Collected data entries
═══
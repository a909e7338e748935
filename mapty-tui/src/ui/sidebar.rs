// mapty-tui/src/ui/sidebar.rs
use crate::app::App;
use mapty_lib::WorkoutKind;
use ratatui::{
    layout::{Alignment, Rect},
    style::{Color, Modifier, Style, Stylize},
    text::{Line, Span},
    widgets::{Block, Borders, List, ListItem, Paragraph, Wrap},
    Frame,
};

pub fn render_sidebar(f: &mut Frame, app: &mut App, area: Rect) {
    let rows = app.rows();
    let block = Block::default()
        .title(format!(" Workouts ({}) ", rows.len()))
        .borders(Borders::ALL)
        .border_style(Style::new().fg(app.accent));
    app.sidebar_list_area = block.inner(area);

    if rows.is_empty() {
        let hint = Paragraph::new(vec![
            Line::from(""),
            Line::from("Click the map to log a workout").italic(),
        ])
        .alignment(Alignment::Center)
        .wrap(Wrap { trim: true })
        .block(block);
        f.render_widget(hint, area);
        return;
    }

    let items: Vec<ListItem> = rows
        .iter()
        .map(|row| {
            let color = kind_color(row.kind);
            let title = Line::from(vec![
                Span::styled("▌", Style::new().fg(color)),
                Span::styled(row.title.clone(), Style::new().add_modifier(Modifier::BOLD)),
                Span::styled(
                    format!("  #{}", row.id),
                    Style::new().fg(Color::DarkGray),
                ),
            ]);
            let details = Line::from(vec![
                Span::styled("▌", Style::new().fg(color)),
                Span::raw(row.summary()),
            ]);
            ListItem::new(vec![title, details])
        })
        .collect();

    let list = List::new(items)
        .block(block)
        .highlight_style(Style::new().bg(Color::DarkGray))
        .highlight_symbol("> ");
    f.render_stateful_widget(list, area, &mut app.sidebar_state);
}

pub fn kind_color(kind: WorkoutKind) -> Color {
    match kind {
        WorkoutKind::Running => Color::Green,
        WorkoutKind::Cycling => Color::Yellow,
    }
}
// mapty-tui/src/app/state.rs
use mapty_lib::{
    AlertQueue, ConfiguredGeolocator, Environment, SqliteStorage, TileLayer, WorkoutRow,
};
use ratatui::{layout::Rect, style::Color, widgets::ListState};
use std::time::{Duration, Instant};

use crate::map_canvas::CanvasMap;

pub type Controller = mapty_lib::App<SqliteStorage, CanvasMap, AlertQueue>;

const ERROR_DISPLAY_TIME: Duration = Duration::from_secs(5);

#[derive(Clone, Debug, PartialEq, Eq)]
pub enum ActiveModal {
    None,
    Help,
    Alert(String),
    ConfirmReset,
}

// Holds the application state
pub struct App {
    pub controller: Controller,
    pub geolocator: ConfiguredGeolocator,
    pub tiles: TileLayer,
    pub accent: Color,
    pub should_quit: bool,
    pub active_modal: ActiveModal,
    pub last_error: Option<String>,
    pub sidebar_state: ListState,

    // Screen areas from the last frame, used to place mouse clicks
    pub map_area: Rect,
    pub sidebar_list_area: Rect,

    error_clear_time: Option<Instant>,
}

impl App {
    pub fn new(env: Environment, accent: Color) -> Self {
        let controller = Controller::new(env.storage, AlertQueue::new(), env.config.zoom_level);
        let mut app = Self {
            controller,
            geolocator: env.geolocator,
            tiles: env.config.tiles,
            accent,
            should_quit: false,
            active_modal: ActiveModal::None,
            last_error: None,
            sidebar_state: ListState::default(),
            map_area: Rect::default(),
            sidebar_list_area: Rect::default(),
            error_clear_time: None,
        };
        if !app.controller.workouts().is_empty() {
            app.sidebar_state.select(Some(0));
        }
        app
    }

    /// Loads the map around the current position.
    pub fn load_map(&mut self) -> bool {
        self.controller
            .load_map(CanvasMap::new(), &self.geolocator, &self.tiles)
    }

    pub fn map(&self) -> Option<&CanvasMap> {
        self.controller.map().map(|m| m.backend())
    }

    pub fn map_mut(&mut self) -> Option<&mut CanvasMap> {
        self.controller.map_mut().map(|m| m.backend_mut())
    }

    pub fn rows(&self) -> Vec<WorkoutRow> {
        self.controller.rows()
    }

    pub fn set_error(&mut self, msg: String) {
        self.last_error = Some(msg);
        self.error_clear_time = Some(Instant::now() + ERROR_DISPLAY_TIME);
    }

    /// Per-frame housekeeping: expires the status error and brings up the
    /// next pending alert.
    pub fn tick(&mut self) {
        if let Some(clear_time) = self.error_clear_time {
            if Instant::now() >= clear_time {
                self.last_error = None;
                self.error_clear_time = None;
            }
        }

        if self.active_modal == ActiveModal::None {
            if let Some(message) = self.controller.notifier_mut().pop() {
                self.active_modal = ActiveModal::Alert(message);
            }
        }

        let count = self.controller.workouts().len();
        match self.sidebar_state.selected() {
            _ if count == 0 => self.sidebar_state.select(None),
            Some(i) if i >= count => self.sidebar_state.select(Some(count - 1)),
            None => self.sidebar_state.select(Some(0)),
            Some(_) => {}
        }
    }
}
═══
## Assigned task
Please show every line of the entries above that contains the word "Span".

## Result for this exercise
    text::{Line, Span},
                Span::styled("▌", Style::new().fg(color)),
                Span::styled(row.title.clone(), Style::new().add_modifier(Modifier::BOLD)),
                Span::styled(
                Span::styled("▌", Style::new().fg(color)),
                Span::raw(row.summary()),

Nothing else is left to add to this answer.